[[ MATERIAL FOR THIS EXERCISE, beginning ]]

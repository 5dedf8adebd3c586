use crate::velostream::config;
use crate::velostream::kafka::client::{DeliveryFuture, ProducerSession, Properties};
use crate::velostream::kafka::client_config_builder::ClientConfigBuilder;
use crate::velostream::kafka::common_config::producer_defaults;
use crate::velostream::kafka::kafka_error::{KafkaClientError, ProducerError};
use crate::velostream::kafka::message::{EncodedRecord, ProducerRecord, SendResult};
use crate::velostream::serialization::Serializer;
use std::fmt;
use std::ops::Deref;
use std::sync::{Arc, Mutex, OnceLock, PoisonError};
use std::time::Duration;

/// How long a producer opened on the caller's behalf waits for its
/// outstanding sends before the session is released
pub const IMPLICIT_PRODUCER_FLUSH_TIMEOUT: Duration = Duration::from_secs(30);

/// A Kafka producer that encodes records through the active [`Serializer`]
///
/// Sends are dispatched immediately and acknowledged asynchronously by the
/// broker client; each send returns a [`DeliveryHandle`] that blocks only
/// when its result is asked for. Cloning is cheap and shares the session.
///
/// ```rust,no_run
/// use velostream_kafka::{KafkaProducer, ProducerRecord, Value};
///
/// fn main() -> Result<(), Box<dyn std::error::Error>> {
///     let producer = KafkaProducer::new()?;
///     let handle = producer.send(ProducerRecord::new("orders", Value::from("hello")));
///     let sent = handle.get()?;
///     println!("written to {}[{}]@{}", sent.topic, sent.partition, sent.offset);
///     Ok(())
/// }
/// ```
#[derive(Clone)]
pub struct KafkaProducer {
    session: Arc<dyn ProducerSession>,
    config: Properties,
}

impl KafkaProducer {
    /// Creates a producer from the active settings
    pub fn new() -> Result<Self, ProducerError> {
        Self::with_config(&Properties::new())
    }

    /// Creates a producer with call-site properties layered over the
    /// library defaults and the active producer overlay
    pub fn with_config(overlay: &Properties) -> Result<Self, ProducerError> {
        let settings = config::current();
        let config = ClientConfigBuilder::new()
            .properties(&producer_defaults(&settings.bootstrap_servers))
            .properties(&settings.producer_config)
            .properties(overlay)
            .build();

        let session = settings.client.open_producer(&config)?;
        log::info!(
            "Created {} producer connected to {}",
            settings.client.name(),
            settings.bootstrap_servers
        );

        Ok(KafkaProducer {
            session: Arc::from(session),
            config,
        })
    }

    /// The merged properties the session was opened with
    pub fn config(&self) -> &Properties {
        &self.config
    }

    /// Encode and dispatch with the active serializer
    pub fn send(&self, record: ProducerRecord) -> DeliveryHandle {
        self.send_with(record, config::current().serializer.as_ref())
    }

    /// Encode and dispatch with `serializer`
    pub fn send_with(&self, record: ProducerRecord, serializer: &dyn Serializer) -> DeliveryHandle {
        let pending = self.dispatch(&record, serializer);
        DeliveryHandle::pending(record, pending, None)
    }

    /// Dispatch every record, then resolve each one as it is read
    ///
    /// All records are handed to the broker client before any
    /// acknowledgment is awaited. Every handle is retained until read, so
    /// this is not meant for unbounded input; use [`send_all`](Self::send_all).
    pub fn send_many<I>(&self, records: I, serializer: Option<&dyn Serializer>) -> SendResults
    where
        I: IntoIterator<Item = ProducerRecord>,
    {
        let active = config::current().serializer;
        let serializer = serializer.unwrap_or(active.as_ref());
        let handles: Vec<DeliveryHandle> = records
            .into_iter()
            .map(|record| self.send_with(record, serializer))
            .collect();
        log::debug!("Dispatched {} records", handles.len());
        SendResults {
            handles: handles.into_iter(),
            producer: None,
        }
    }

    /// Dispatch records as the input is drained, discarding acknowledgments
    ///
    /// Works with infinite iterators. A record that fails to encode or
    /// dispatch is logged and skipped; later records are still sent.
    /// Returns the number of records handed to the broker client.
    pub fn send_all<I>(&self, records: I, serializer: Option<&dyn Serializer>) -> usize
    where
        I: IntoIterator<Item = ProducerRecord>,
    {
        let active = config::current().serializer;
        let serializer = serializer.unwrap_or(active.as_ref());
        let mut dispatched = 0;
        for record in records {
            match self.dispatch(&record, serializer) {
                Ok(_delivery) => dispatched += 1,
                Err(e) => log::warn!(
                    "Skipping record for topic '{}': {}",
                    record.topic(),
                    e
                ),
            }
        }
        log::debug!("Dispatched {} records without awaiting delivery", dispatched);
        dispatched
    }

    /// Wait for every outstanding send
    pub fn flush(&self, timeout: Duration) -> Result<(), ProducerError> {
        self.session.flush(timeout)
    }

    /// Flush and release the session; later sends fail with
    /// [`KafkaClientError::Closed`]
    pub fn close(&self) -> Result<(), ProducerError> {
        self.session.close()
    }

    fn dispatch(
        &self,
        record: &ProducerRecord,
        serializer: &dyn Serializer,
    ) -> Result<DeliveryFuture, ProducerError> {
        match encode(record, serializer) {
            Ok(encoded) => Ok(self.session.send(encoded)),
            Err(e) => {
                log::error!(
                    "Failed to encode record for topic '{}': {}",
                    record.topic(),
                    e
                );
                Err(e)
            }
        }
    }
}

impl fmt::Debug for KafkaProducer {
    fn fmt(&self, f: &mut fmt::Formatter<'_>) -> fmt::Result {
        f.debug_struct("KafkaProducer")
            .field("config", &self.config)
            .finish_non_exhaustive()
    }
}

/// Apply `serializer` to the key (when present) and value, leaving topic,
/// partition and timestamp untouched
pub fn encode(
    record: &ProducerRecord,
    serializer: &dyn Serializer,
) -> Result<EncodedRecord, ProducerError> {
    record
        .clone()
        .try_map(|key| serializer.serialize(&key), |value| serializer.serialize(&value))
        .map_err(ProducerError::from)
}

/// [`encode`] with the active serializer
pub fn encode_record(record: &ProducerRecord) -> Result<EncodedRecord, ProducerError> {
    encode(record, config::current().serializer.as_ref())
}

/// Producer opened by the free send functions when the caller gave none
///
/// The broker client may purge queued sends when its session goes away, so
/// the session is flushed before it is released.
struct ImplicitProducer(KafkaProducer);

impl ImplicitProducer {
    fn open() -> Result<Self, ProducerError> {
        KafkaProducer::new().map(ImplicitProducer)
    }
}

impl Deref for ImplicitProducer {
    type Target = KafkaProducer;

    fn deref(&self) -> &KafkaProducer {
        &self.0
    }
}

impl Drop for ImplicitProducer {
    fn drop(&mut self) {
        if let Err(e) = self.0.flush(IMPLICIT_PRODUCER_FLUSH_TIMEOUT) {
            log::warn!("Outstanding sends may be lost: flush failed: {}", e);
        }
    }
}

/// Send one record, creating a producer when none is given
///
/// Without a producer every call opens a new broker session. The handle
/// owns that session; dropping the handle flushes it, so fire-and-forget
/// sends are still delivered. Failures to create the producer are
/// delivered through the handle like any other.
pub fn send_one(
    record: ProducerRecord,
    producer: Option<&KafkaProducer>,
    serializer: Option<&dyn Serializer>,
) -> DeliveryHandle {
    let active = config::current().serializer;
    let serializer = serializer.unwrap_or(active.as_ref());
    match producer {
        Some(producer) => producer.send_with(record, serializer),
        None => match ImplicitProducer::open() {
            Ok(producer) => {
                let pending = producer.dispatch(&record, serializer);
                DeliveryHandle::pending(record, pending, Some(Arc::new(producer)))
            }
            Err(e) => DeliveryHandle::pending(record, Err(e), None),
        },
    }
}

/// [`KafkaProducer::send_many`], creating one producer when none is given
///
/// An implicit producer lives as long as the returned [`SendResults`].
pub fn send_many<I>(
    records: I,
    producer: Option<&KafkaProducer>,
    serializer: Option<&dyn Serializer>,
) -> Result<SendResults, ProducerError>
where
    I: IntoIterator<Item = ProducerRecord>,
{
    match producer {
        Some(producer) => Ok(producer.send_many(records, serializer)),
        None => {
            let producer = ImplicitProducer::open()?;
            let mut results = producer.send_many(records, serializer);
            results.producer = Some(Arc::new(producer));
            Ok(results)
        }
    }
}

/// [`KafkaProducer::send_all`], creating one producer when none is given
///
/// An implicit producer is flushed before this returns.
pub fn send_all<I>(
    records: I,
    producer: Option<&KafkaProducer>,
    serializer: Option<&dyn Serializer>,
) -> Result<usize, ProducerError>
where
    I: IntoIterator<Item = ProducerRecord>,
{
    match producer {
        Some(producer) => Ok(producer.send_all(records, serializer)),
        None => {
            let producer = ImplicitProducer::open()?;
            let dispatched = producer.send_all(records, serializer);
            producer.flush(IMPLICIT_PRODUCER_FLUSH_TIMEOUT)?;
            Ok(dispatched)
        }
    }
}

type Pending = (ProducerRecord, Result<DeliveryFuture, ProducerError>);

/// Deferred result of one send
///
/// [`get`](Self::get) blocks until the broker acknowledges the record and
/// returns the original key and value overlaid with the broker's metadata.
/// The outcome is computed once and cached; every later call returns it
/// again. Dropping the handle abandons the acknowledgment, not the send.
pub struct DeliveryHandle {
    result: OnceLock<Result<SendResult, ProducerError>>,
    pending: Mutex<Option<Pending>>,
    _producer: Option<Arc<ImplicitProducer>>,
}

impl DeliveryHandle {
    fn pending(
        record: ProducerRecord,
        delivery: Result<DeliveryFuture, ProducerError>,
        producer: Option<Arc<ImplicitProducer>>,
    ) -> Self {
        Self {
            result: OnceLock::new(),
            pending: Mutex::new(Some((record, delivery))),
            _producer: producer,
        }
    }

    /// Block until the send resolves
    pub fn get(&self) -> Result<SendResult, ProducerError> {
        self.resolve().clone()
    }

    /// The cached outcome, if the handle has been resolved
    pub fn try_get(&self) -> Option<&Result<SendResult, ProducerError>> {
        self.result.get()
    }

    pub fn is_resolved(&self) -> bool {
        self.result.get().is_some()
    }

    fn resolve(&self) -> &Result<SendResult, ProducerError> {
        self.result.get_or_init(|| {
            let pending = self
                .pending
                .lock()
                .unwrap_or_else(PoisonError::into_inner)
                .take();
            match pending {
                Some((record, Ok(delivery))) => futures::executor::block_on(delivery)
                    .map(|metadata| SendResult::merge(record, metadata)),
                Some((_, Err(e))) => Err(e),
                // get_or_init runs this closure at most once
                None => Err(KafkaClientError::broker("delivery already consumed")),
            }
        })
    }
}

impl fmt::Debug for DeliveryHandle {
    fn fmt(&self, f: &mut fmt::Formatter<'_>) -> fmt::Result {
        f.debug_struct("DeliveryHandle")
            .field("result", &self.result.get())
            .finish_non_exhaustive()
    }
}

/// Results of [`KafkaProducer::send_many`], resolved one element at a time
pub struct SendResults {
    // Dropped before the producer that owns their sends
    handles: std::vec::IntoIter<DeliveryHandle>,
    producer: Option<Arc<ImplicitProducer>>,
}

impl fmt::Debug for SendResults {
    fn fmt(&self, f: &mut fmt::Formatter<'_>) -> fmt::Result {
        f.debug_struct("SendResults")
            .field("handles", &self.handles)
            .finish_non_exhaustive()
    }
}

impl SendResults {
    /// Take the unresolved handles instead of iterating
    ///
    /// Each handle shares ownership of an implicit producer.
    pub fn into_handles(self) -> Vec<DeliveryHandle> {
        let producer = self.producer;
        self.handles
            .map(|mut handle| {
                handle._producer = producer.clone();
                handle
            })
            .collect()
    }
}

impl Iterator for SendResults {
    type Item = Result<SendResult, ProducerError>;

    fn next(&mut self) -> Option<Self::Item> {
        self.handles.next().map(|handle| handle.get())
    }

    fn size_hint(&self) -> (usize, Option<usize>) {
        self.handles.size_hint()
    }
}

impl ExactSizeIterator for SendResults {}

[[ MATERIAL FOR THIS EXERCISE, end ]]

Across the material above, how many lines include the word "PoisonError"? Respond with nothing but the number.

2